草薙太郎の横顔と活動



草薙 太郎(くさなぎ たろう)
昭和25年生まれ。東京大学工学部及び文学部卒。同大学人文科学研究科修士課程を経て、現在富山大学人文学部言語文化学科英米言語文化講座教授。日本シェイクスピア協会会員。

著書:『知らず知らずに成功するーーシェイクスピアはマーフィー理論を実践した大成功者だった』(産能大学出版部1988)

『シェイクスピア全作品論』(共著、研究社出版1992)。

1998年10月1日から1999年7月31日まで文部省在外研究員としてロンドン大学ウォルバーグ研究所に留学。

今年(2000年)の活動としては、10月神戸で開かれるシェイクスピア学会で《セミナー3》「17ー18世紀におけるシェイクスピア劇の改作について」に参加。その発言の趣旨は・・・・・・・・・・Dobsonがいう「国家的詩人」の確立過程、Burkeの政治性、Garrickの舞台、Margreta de GraziaがいうMaloneのテキストのブルジョア的客観性志向への一過程、これらの「相互関連」といった改作解釈因子に、錬金術からニュートンの科学にいたる科学と、英国教会の思想的背景を加えたい。「宗教」から「科学プラス道徳」の時代への変貌ということで改作のモラルの変遷が説き明かされ、情報化時代という今日的テーマにつながる。・・・・・・・・・・(なおシェイクスピア学会のセミナーは参加者は審査の上で選任される一種のレフェリー制。
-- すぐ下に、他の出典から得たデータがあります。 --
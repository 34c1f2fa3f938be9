//! Publisher configuration.
//!
//! Settings live in an optional `ziti-ci.toml`. Every key has a default
//! matching the NetFoundry Artifactory layout, so a missing file is not an
//! error. The repository credential is never read from the file; it comes
//! from the environment variable named by [`PublishConfig::credential_env`].

use crate::error::{PublishError, Result};
use camino::{Utf8Path, Utf8PathBuf};
use serde::Deserialize;
use std::fmt;

/// Default configuration file name, looked up in the working directory.
pub const DEFAULT_CONFIG_FILE: &str = "ziti-ci.toml";

/// Settings for packaging and publishing release artifacts.
#[derive(Clone, Debug, Deserialize, Eq, PartialEq)]
#[serde(default, deny_unknown_fields)]
pub struct PublishConfig {
    /// Base URL of the Artifactory server passed to `--url`.
    pub artifactory_url: String,
    /// Program name of the Artifactory CLI.
    pub cli_program: String,
    /// Environment variable holding the Artifactory API key.
    pub credential_env: String,
    /// Build name recorded with every upload and used for build records.
    pub build_name: String,
    /// Repository receiving uploads from release branches.
    pub staging_repository: String,
    /// Repository receiving uploads from every other branch.
    pub snapshot_repository: String,
    /// Name of the aggregate archive bundling every artifact.
    pub aggregate_name: String,
    /// Branch names that publish finalized versions.
    pub release_branches: Vec<String>,
    /// Branch name prefixes that publish finalized versions.
    pub release_branch_prefixes: Vec<String>,
    /// Root of the `<arch>/<os>/<file>` release tree.
    pub release_dir: Utf8PathBuf,
    /// File holding the `MAJOR.MINOR` base version.
    pub version_file: Utf8PathBuf,
}

impl Default for PublishConfig {
    fn default() -> Self {
        Self {
            artifactory_url: "https://netfoundry.jfrog.io/netfoundry".to_owned(),
            cli_program: "jfrog-cli".to_owned(),
            credential_env: "JFROG_API_KEY".to_owned(),
            build_name: "ziti".to_owned(),
            staging_repository: "ziti-staging".to_owned(),
            snapshot_repository: "ziti-snapshot".to_owned(),
            aggregate_name: "ziti-all".to_owned(),
            release_branches: vec!["main".to_owned(), "master".to_owned()],
            release_branch_prefixes: vec!["release-v".to_owned()],
            release_dir: Utf8PathBuf::from("release"),
            version_file: Utf8PathBuf::from("version"),
        }
    }
}

impl PublishConfig {
    /// Loads configuration from `path`, falling back to defaults when the
    /// file does not exist.
    ///
    /// # Errors
    ///
    /// Returns [`PublishError::ConfigInvalid`] if the file exists but cannot
    /// be read or is not valid TOML for this schema.
    pub fn load(path: &Utf8Path) -> Result<Self> {
        if !path.exists() {
            log::debug!("no configuration at {path}, using defaults");
            return Ok(Self::default());
        }

        let contents = std::fs::read_to_string(path).map_err(|e| PublishError::ConfigInvalid {
            path: path.to_owned(),
            reason: e.to_string(),
        })?;
        Self::parse(path, &contents)
    }

    /// Parses configuration from TOML text. `path` is used for error
    /// reporting only.
    ///
    /// # Errors
    ///
    /// Returns [`PublishError::ConfigInvalid`] on malformed TOML or unknown
    /// keys.
    pub fn parse(path: &Utf8Path, contents: &str) -> Result<Self> {
        toml::from_str(contents).map_err(|e| PublishError::ConfigInvalid {
            path: path.to_owned(),
            reason: e.message().to_owned(),
        })
    }

    /// Returns true when `branch` publishes finalized versions rather than
    /// snapshots.
    ///
    /// # Examples
    ///
    /// ```
    /// use ziti_ci_publisher::config::PublishConfig;
    ///
    /// let config = PublishConfig::default();
    /// assert!(config.is_release_branch("main"));
    /// assert!(config.is_release_branch("release-v0.31"));
    /// assert!(!config.is_release_branch("feature/foo"));
    /// ```
    #[must_use]
    pub fn is_release_branch(&self, branch: &str) -> bool {
        self.release_branches.iter().any(|b| b == branch)
            || self
                .release_branch_prefixes
                .iter()
                .any(|prefix| branch.starts_with(prefix.as_str()))
    }

    /// File name of the aggregate archive, e.g. `ziti-all.tar.gz`.
    #[must_use]
    pub fn aggregate_archive_name(&self) -> String {
        format!("{}.tar.gz", self.aggregate_name)
    }
}

/// Artifactory API key read from the environment.
///
/// The value is redacted from `Debug` output so it cannot leak through
/// logged structures.
#[derive(Clone, PartialEq, Eq)]
pub struct Credential(String);

impl Credential {
    /// Wraps a raw credential value.
    #[must_use]
    pub fn new(value: impl Into<String>) -> Self {
        Self(value.into())
    }

    /// Returns the raw credential for passing to the external tool.
    #[must_use]
    pub fn expose(&self) -> &str {
        &self.0
    }
}

impl fmt::Debug for Credential {
    fn fmt(&self, f: &mut fmt::Formatter<'_>) -> fmt::Result {
        f.write_str("Credential(<redacted>)")
    }
}

/// Reads the credential named by `config.credential_env` using `lookup`.
///
/// Unset and empty values are both treated as missing.
///
/// # Errors
///
/// Returns [`PublishError::MissingCredential`] when the variable is absent.
pub fn read_credential(
    config: &PublishConfig,
    lookup: impl Fn(&str) -> Option<String>,
) -> Result<Credential> {
    lookup(&config.credential_env)
        .filter(|value| !value.is_empty())
        .map(Credential::new)
        .ok_or_else(|| PublishError::MissingCredential {
            variable: config.credential_env.clone(),
        })
}
//! Artifact repository client.
//!
//! [`ArtifactRepository`] is the narrow interface the publish workflow talks
//! to. [`JfrogCli`] implements it by shelling out to `jfrog-cli`; the tool
//! itself is an external dependency and is never reimplemented here.

use crate::command::{CommandExecutor, run_checked};
use crate::config::{Credential, PublishConfig};
use crate::error::Result;
use camino::Utf8PathBuf;
use std::fmt;

/// Ordered `key=value` metadata attached to an upload.
#[derive(Debug, Clone, Default, PartialEq, Eq)]
pub struct Properties(Vec<(String, String)>);

impl Properties {
    /// Creates an empty property list.
    #[must_use]
    pub fn new() -> Self {
        Self::default()
    }

    /// Appends a property, keeping insertion order.
    #[must_use]
    pub fn with(mut self, key: &str, value: impl Into<String>) -> Self {
        self.0.push((key.to_owned(), value.into()));
        self
    }

    /// Returns the value of the first property named `key`.
    #[must_use]
    pub fn get(&self, key: &str) -> Option<&str> {
        self.0
            .iter()
            .find(|(k, _)| k == key)
            .map(|(_, v)| v.as_str())
    }
}

/// Renders as `k1=v1;k2=v2`, the format `jfrog-cli --props` expects.
///
/// # Examples
///
/// ```
/// use ziti_ci_publisher::repository::Properties;
///
/// let props = Properties::new().with("version", "1.2.3").with("branch", "main");
/// assert_eq!(props.to_string(), "version=1.2.3;branch=main");
/// ```
impl fmt::Display for Properties {
    fn fmt(&self, f: &mut fmt::Formatter<'_>) -> fmt::Result {
        for (index, (key, value)) in self.0.iter().enumerate() {
            if index > 0 {
                f.write_str(";")?;
            }
            write!(f, "{key}={value}")?;
        }
        Ok(())
    }
}

/// One file to upload and where it goes.
#[derive(Debug, Clone, PartialEq, Eq)]
pub struct UploadRequest {
    /// Artifact name, used in progress and error messages.
    pub name: String,
    /// Local archive to upload.
    pub source: Utf8PathBuf,
    /// Repository path, e.g. `ziti-staging/ziti/amd64/linux/1.2.3/ziti.tar.gz`.
    pub destination: String,
    /// Metadata attached to the uploaded file.
    pub properties: Properties,
    /// Build the upload is recorded against.
    pub build_name: String,
    /// Build number the upload is recorded against.
    pub build_number: String,
}

/// Operations the publish workflow needs from the artifact repository.
#[cfg_attr(test, mockall::automock)]
pub trait ArtifactRepository {
    /// Uploads one file.
    ///
    /// # Errors
    ///
    /// Returns an error if the upload fails.
    fn upload(&self, request: &UploadRequest) -> Result<()>;

    /// Finalizes and registers the build record `build_name`/`version`.
    ///
    /// # Errors
    ///
    /// Returns an error if the build cannot be registered.
    fn finalize_build(&self, build_name: &str, version: &str) -> Result<()>;
}

/// [`ArtifactRepository`] backed by the `jfrog-cli` executable.
pub struct JfrogCli<'a> {
    executor: &'a dyn CommandExecutor,
    program: String,
    url: String,
    credential: Credential,
}

impl<'a> JfrogCli<'a> {
    /// Creates a client that runs `config.cli_program` through `executor`.
    #[must_use]
    pub fn new(
        executor: &'a dyn CommandExecutor,
        config: &PublishConfig,
        credential: Credential,
    ) -> Self {
        Self {
            executor,
            program: config.cli_program.clone(),
            url: config.artifactory_url.clone(),
            credential,
        }
    }
}

impl fmt::Debug for JfrogCli<'_> {
    fn fmt(&self, f: &mut fmt::Formatter<'_>) -> fmt::Result {
        f.debug_struct("JfrogCli")
            .field("program", &self.program)
            .field("url", &self.url)
            .field("credential", &self.credential)
            .finish_non_exhaustive()
    }
}

impl ArtifactRepository for JfrogCli<'_> {
    fn upload(&self, request: &UploadRequest) -> Result<()> {
        let props = request.properties.to_string();
        let build_name = format!("--build-name={}", request.build_name);
        let build_number = format!("--build-number={}", request.build_number);
        let description = format!("Publish artifact for {}", request.name);

        run_checked(
            self.executor,
            &description,
            &self.program,
            &[
                "rt",
                "u",
                request.source.as_str(),
                &request.destination,
                "--apikey",
                self.credential.expose(),
                "--url",
                &self.url,
                "--props",
                &props,
                &build_name,
                &build_number,
            ],
        )?;
        Ok(())
    }

    fn finalize_build(&self, build_name: &str, version: &str) -> Result<()> {
        run_checked(
            self.executor,
            "Set build version",
            &self.program,
            &["rt", "bce", build_name, version],
        )?;
        run_checked(
            self.executor,
            "Create build in Artifactory",
            &self.program,
            &[
                "rt",
                "bp",
                "--apikey",
                self.credential.expose(),
                "--url",
                &self.url,
                build_name,
                version,
            ],
        )?;
        Ok(())
    }
}
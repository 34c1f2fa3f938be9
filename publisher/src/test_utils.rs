//! Shared test utilities for the publisher crate.

use crate::command::CommandExecutor;
use crate::error::{PublishError, Result};
use std::cell::RefCell;
use std::collections::VecDeque;
use std::process::{ExitStatus, Output};

/// Creates an `ExitStatus` from an exit code (Unix implementation).
#[cfg(unix)]
#[must_use]
pub fn exit_status(code: i32) -> ExitStatus {
    use std::os::unix::process::ExitStatusExt;

    ExitStatus::from_raw(code << 8)
}

/// Creates an `ExitStatus` from an exit code (Windows implementation).
#[cfg(windows)]
#[must_use]
pub fn exit_status(code: i32) -> ExitStatus {
    use std::os::windows::process::ExitStatusExt;

    ExitStatus::from_raw(code as u32)
}

/// Creates a successful command `Output` with empty stdout and stderr.
#[must_use]
pub fn success_output() -> Output {
    output_with_stdout("")
}

/// Creates a successful command `Output` with the given stdout.
#[must_use]
pub fn output_with_stdout(stdout: &str) -> Output {
    Output {
        status: exit_status(0),
        stdout: stdout.as_bytes().to_vec(),
        stderr: Vec::new(),
    }
}

/// Creates a failed command `Output` with the given stderr message.
#[must_use]
pub fn failure_output(stderr: &str) -> Output {
    Output {
        status: exit_status(1),
        stdout: Vec::new(),
        stderr: stderr.as_bytes().to_vec(),
    }
}

/// Represents an expected command invocation for testing.
#[derive(Debug)]
pub struct ExpectedCall {
    /// The command to execute (e.g., "jfrog-cli").
    pub cmd: &'static str,
    /// The arguments to pass to the command.
    pub args: Vec<&'static str>,
    /// The result to return when this command is invoked.
    pub result: Result<Output>,
}

/// A stub implementation of `CommandExecutor` for testing.
///
/// Expected invocations are consumed in order. An unexpected or mismatched
/// invocation yields [`PublishError::StubMismatch`], which aborts the
/// workflow under test like any other command failure.
#[derive(Debug)]
pub struct StubExecutor {
    expected: RefCell<VecDeque<ExpectedCall>>,
}

impl StubExecutor {
    /// Creates a new `StubExecutor` with the given expected calls.
    #[must_use]
    pub fn new(expected: Vec<ExpectedCall>) -> Self {
        Self {
            expected: RefCell::new(expected.into()),
        }
    }

    /// Asserts that all expected command invocations have been consumed.
    ///
    /// # Panics
    ///
    /// Panics if there are remaining expected calls that were not invoked.
    pub fn assert_finished(&self) {
        let remaining = self.expected.borrow();
        assert!(
            remaining.is_empty(),
            "expected no further command invocations, {} remaining: {:?}",
            remaining.len(),
            remaining.iter().map(|call| call.cmd).collect::<Vec<_>>()
        );
    }
}

impl CommandExecutor for StubExecutor {
    fn run(&self, cmd: &str, args: &[&str]) -> Result<Output> {
        let mut expected = self.expected.borrow_mut();
        let Some(call) = expected.pop_front() else {
            return Err(PublishError::StubMismatch {
                message: format!("unexpected invocation: {cmd} {}", args.join(" ")),
            });
        };

        if call.cmd != cmd || call.args.as_slice() != args {
            return Err(PublishError::StubMismatch {
                message: format!(
                    "expected `{} {}`, got `{cmd} {}`",
                    call.cmd,
                    call.args.join(" "),
                    args.join(" ")
                ),
            });
        }

        call.result
    }
}

/// Runs `f` with the given environment variables set (or unset for `None`),
/// restoring the previous values afterwards.
#[cfg(feature = "test-support")]
pub fn with_env<R>(vars: &[(&str, Option<&str>)], f: impl FnOnce() -> R) -> R {
    temp_env::with_vars(vars.to_vec(), f)
}
//! CLI argument definitions for `ziti-ci`.
//!
//! Kept apart from the binary so argument parsing and request assembly can
//! be unit tested.

use crate::config::{DEFAULT_CONFIG_FILE, PublishConfig};
use crate::error::Result;
use crate::publish::PublishRequest;
use crate::version::ContextOverrides;
use camino::Utf8PathBuf;
use clap::{Args, Parser, Subcommand};
use log::LevelFilter;

/// Release automation for Ziti builds.
#[derive(Parser, Debug)]
#[command(name = "ziti-ci")]
#[command(version, about)]
#[command(after_help = concat!(
    "ENVIRONMENT:\n",
    "  JFROG_API_KEY        Artifactory API key (required for publishing)\n",
    "  GITHUB_HEAD_REF      Branch name for pull request builds\n",
    "  GITHUB_REF_NAME      Branch name for push builds\n",
    "  GITHUB_RUN_NUMBER    CI build number used in snapshot versions\n",
    "  RUST_LOG             Log filter, overrides -v/-q\n\n",
    "EXAMPLES:\n",
    "  Publish everything under ./release:\n",
    "    $ ziti-ci publish-to-artifactory\n\n",
    "  Show what would be uploaded:\n",
    "    $ ziti-ci publish-to-artifactory --dry-run --branch feature/foo --build-number 42\n",
))]
pub struct Cli {
    /// Subcommand to execute.
    #[command(subcommand)]
    pub command: Command,

    /// Increase log verbosity (repeatable: -v, -vv).
    #[arg(
        short,
        long = "verbose",
        action = clap::ArgAction::Count,
        global = true,
        conflicts_with = "quiet"
    )]
    pub verbosity: u8,

    /// Only log warnings and errors.
    #[arg(short, long, global = true)]
    pub quiet: bool,
}

/// Available subcommands.
#[derive(Subcommand, Debug, Clone)]
pub enum Command {
    /// Publishes release artifacts to Artifactory.
    PublishToArtifactory(PublishArgs),
}

/// Arguments for `publish-to-artifactory`.
#[derive(Args, Debug, Clone, Default)]
pub struct PublishArgs {
    /// Root of the `<arch>/<os>/<file>` release tree [default: release].
    #[arg(long, value_name = "DIR")]
    pub release_dir: Option<Utf8PathBuf>,

    /// Configuration file; missing files fall back to defaults.
    #[arg(long, value_name = "FILE", default_value = DEFAULT_CONFIG_FILE)]
    pub config: Utf8PathBuf,

    /// Branch to publish from [default: detected from CI or git].
    #[arg(long, value_name = "NAME")]
    pub branch: Option<String>,

    /// CI build number appended to snapshot versions.
    #[arg(long, value_name = "N")]
    pub build_number: Option<String>,

    /// Resolve versions and print the upload plan without packaging or uploading.
    #[arg(long)]
    pub dry_run: bool,
}

impl Cli {
    /// Log level implied by `-v` and `-q`.
    #[must_use]
    pub fn log_level(&self) -> LevelFilter {
        if self.quiet {
            return LevelFilter::Warn;
        }
        match self.verbosity {
            0 => LevelFilter::Info,
            1 => LevelFilter::Debug,
            _ => LevelFilter::Trace,
        }
    }
}

impl PublishArgs {
    /// Loads the configuration file and applies command-line overrides.
    ///
    /// # Errors
    ///
    /// Returns an error if the configuration file exists but is invalid.
    pub fn to_request(&self) -> Result<PublishRequest> {
        let mut config = PublishConfig::load(&self.config)?;
        if let Some(release_dir) = &self.release_dir {
            config.release_dir.clone_from(release_dir);
        }

        Ok(PublishRequest {
            config,
            overrides: ContextOverrides {
                branch: self.branch.clone(),
                build_number: self.build_number.clone(),
            },
            dry_run: self.dry_run,
        })
    }
}
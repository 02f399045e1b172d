//! Audio feature extraction: one mono buffer in, one feature bundle out.
//!
//! [`analyze`] runs the whole pipeline (framing, STFT, filterbank
//! projections, cepstral coefficients, per-frame statistics, pitch tracking)
//! as a pure synchronous function. The only state shared between calls is
//! the read-only, lazily built projection basis cache.

mod aggregate;
mod basis;
mod chroma;
mod config;
mod error;
mod frame;
mod mel;
mod mfcc;
mod pitch;
mod spectral_stats;
mod stft;
mod time_domain;

use ndarray::Array2;
use serde::{Deserialize, Serialize};

pub use config::{AnalysisConfig, WindowKind};
pub use error::AnalysisError;

/// A per-frame feature matrix together with its time-axis mean.
///
/// Matrices are `(feature_dim, n_frames)`; the aggregate has one entry per
/// feature dimension.
#[derive(Debug, Clone, PartialEq, Serialize, Deserialize)]
pub struct FeatureSet {
    pub matrix: Array2<f32>,
    pub aggregate: Vec<f32>,
}

impl FeatureSet {
    fn from_matrix(matrix: Array2<f32>) -> Self {
        let aggregate = aggregate::time_mean(&matrix);
        Self { matrix, aggregate }
    }
}

/// Waveform-level scalar summaries.
#[derive(Debug, Clone, Copy, PartialEq, Serialize, Deserialize)]
pub struct Insight {
    pub duration_seconds: f32,
    pub mean_amplitude: f32,
    pub peak_amplitude: f32,
    pub rms_amplitude: f32,
    /// Representative pitch in Hz; `None` when no frame was voiced.
    pub pitch_hz: Option<f32>,
}

/// Everything one analysis pass produces.
#[derive(Debug, Clone, PartialEq, Serialize, Deserialize)]
pub struct FeatureBundle {
    pub sample_rate: u32,
    pub frame_size: usize,
    pub hop_size: usize,
    pub n_frames: usize,
    pub insight: Insight,
    /// STFT log-magnitude in dB relative to the grid peak.
    pub stft_db: FeatureSet,
    /// Mel-spectrogram in dB relative to the grid peak.
    pub mel_db: FeatureSet,
    /// 12 pitch classes, unit-sum per voiced frame.
    pub chroma: FeatureSet,
    /// 6-dimensional tonal centroid projection of the chroma.
    pub tonnetz: FeatureSet,
    /// First `n_mfcc` cepstral coefficients per frame.
    pub mfcc: FeatureSet,
    /// Mean fraction of sign changes per sample within a frame.
    pub zero_crossing_rate: f32,
    /// Mean roll-off frequency in Hz.
    pub rolloff_hz: f32,
    /// Mean peak-to-valley contrast in dB, residual band first.
    pub contrast_db: Vec<f32>,
}

/// Analyze one mono signal at a fixed sample rate.
///
/// Fatal errors (`InvalidConfig`, `EmptySignal`) surface before any feature
/// is computed; an undetectable pitch degrades `Insight::pitch_hz` to `None`
/// while everything else computes normally.
pub fn analyze(
    samples: &[f32],
    sample_rate: u32,
    config: &AnalysisConfig,
) -> Result<FeatureBundle, AnalysisError> {
    config.validate()?;
    if sample_rate == 0 {
        return Err(AnalysisError::invalid("sample_rate", "must be positive"));
    }
    if samples.is_empty() {
        return Err(AnalysisError::EmptySignal);
    }

    tracing::debug!(
        samples = samples.len(),
        sample_rate,
        frame_size = config.frame_size,
        hop_size = config.hop_size,
        "starting analysis pass"
    );

    let basis = basis::basis_for(sample_rate, config.frame_size, config.n_mel_filters);
    let grid = stft::compute_grid_with(samples, sample_rate, config);
    let n_frames = grid.n_frames();

    let stft_db = stft::amplitude_to_db(&grid.magnitude, config.db_floor);
    let mel_power = mel::mel_power_matrix(&grid, &basis);
    let mel_db = stft::power_to_db(&mel_power, config.db_floor);
    let chroma = chroma::chroma_matrix(&grid, &basis);
    let tonnetz = chroma::tonnetz_matrix(&chroma, &basis);
    let mfcc = mfcc::mfcc_matrix(&mel_power, config.n_mfcc);

    let zcr_frames = time_domain::zero_crossing_rates(
        samples,
        config.frame_size,
        config.hop_size,
        n_frames,
    );
    let rolloff_frames = spectral_stats::rolloff_hz(&grid, config.rolloff_fraction);
    let contrast = spectral_stats::contrast_matrix(
        &grid,
        config.contrast_bands,
        config.contrast_quantile,
    );
    let pitches = pitch::frame_pitches(&grid, config.pitch_min_magnitude);
    let pitch_hz = pitch::representative_pitch(&pitches);
    if pitch_hz.is_none() {
        tracing::debug!("no voiced frame above threshold; pitch is undefined");
    }

    let stats = time_domain::signal_stats(samples, sample_rate);

    Ok(FeatureBundle {
        sample_rate,
        frame_size: config.frame_size,
        hop_size: config.hop_size,
        n_frames,
        insight: Insight {
            duration_seconds: stats.duration_seconds,
            mean_amplitude: stats.mean_amplitude,
            peak_amplitude: stats.peak_amplitude,
            rms_amplitude: stats.rms_amplitude,
            pitch_hz,
        },
        stft_db: FeatureSet::from_matrix(stft_db),
        mel_db: FeatureSet::from_matrix(mel_db),
        chroma: FeatureSet::from_matrix(chroma),
        tonnetz: FeatureSet::from_matrix(tonnetz),
        mfcc: FeatureSet::from_matrix(mfcc),
        zero_crossing_rate: aggregate::mean_scalar(&zcr_frames),
        rolloff_hz: aggregate::mean_scalar(&rolloff_frames),
        contrast_db: aggregate::time_mean(&contrast),
    })
}
use ndarray::Array2;

use super::stft::SpectralGrid;

/// Lowest frequency of the first octave contrast band; everything below is
/// the residual band.
const CONTRAST_FMIN_HZ: f32 = 200.0;
const CONTRAST_EPSILON: f64 = 1e-10;

/// Per-frame spectral roll-off: the frequency below which
/// `fraction` of the frame's cumulative magnitude is concentrated.
/// Zero-energy frames report 0 Hz.
pub(crate) fn rolloff_hz(grid: &SpectralGrid, fraction: f32) -> Vec<f32> {
    let n_frames = grid.n_frames();
    let mut out = Vec::with_capacity(n_frames);
    for frame in 0..n_frames {
        let mut total = 0.0_f64;
        for bin in 0..grid.n_bins() {
            total += grid.magnitude[[bin, frame]].max(0.0) as f64;
        }
        if total <= 0.0 {
            out.push(0.0);
            continue;
        }
        let target = total * fraction as f64;
        let mut cumulative = 0.0_f64;
        let mut rolloff = grid.bin_freqs[grid.n_bins() - 1];
        for bin in 0..grid.n_bins() {
            cumulative += grid.magnitude[[bin, frame]].max(0.0) as f64;
            if cumulative >= target {
                rolloff = grid.bin_freqs[bin];
                break;
            }
        }
        out.push(rolloff);
    }
    out
}

/// Octave-band spectral contrast, shape `(n_bands + 1, n_frames)`.
///
/// Band 0 is the residual below 200 Hz, then octave-doubling bands up to
/// Nyquist. Per band: `10 * log10(peak / valley)` where peak/valley are the
/// means of the top/bottom `quantile` share of the band's power values.
pub(crate) fn contrast_matrix(grid: &SpectralGrid, n_bands: usize, quantile: f32) -> Array2<f32> {
    let ranges = band_bin_ranges(grid, n_bands);
    let n_frames = grid.n_frames();
    let mut contrast = Array2::<f32>::zeros((ranges.len(), n_frames));
    let mut band_power: Vec<f32> = Vec::new();

    for (row, &(lo, hi)) in ranges.iter().enumerate() {
        for frame in 0..n_frames {
            if hi <= lo {
                continue;
            }
            band_power.clear();
            band_power.extend((lo..hi).map(|bin| grid.power[[bin, frame]].max(0.0)));
            band_power.sort_by(f32::total_cmp);

            let take = ((quantile * band_power.len() as f32).round() as usize).max(1);
            let valley = mean(&band_power[..take]);
            let peak = mean(&band_power[band_power.len() - take..]);
            contrast[[row, frame]] =
                (10.0 * ((peak + CONTRAST_EPSILON) / (valley + CONTRAST_EPSILON)).log10()) as f32;
        }
    }
    contrast
}

/// Half-open bin ranges `[lo, hi)` for the residual band plus each octave
/// band, clamped to the grid.
fn band_bin_ranges(grid: &SpectralGrid, n_bands: usize) -> Vec<(usize, usize)> {
    let nyquist = grid.sample_rate as f32 * 0.5;
    let mut edges = Vec::with_capacity(n_bands + 2);
    edges.push(0.0_f32);
    for band in 0..n_bands {
        edges.push((CONTRAST_FMIN_HZ * 2.0_f32.powi(band as i32)).min(nyquist));
    }
    edges.push(nyquist);

    let n_bins = grid.frame_size / 2 + 1;
    edges
        .windows(2)
        .map(|pair| {
            let lo = freq_to_bin(pair[0], grid.sample_rate, grid.frame_size);
            let hi = if pair[1] >= nyquist {
                n_bins
            } else {
                freq_to_bin(pair[1], grid.sample_rate, grid.frame_size)
            };
            (lo, hi.min(n_bins))
        })
        .collect()
}

fn freq_to_bin(freq_hz: f32, sample_rate: u32, frame_size: usize) -> usize {
    let nyquist = sample_rate.max(1) as f32 * 0.5;
    let freq = freq_hz.clamp(0.0, nyquist);
    (((freq * frame_size as f32) / sample_rate.max(1) as f32).floor() as usize)
        .min(frame_size / 2)
}

fn mean(values: &[f32]) -> f64 {
    if values.is_empty() {
        return 0.0;
    }
    values.iter().map(|&v| v as f64).sum::<f64>() / values.len() as f64
}

#[cfg(test)]
mod tests {
    use super::*;
    use crate::analysis::config::WindowKind;
    use crate::analysis::stft;
    use std::f32::consts::PI;

    fn sine(freq: f32, sr: u32, seconds: f32) -> Vec<f32> {
        (0..(sr as f32 * seconds) as usize)
            .map(|i| (2.0 * PI * freq * i as f32 / sr as f32).sin())
            .collect()
    }

    #[test]
    fn rolloff_sits_near_a_pure_tone() {
        let sr = 22_050_u32;
        let samples = sine(1_000.0, sr, 0.5);
        let grid = stft::compute_grid(&samples, sr, 2048, 512, WindowKind::Hann);
        let rolloff = rolloff_hz(&grid, 0.85);
        let mid = rolloff[rolloff.len() / 2];
        assert!(
            (900.0..1_200.0).contains(&mid),
            "roll-off {mid} Hz far from tone"
        );
    }

    #[test]
    fn rolloff_of_silence_is_zero() {
        let samples = vec![0.0_f32; 4096];
        let grid = stft::compute_grid(&samples, 16_000, 1024, 512, WindowKind::Hann);
        assert!(rolloff_hz(&grid, 0.85).iter().all(|&v| v == 0.0));
    }

    #[test]
    fn contrast_has_one_residual_plus_octave_bands() {
        let samples = sine(440.0, 22_050, 0.25);
        let grid = stft::compute_grid(&samples, 22_050, 2048, 512, WindowKind::Hann);
        let contrast = contrast_matrix(&grid, 6, 0.02);
        assert_eq!(contrast.nrows(), 7);
        assert_eq!(contrast.ncols(), grid.n_frames());
        assert!(contrast.iter().all(|v| v.is_finite()));
    }

    #[test]
    fn tone_band_shows_more_contrast_than_silence() {
        let sr = 22_050_u32;
        let samples = sine(440.0, sr, 0.5);
        let grid = stft::compute_grid(&samples, sr, 2048, 512, WindowKind::Hann);
        let contrast = contrast_matrix(&grid, 6, 0.02);
        let mid = contrast.ncols() / 2;
        // 440 Hz falls in the 400-800 Hz band (row 2 after the residual).
        assert!(contrast[[2, mid]] > 10.0);

        let silent = vec![0.0_f32; sr as usize / 2];
        let silent_grid = stft::compute_grid(&silent, sr, 2048, 512, WindowKind::Hann);
        let silent_contrast = contrast_matrix(&silent_grid, 6, 0.02);
        assert!(silent_contrast.iter().all(|&v| v == 0.0));
    }

    #[test]
    fn band_ranges_cover_the_grid_without_overlap() {
        let samples = vec![0.1_f32; 2048];
        let grid = stft::compute_grid(&samples, 44_100, 2048, 512, WindowKind::Hann);
        let ranges = band_bin_ranges(&grid, 6);
        assert_eq!(ranges.len(), 7);
        for pair in ranges.windows(2) {
            assert!(pair[0].1 <= pair[1].0);
        }
        assert_eq!(ranges.last().unwrap().1, 1025);
    }
}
数年前、立命館大学で開かれたシェイクスピア学会で「シェイクスピア研究とコンピュータ」というセミナーにも参加。)

無事終了。感想としては科学史をシェイクスピア学に受け入れてもらうには、さらに地道な努力が必要ということであった。現在、立ち上がった科学技術社会論学会が扱う「科学コミュニケーション」と、シェイクスピア、能楽などのテキスト研究を重ね合わせ、日本伝統の「技術」の本質と、英米文化としての「科学技術」との関係を探る。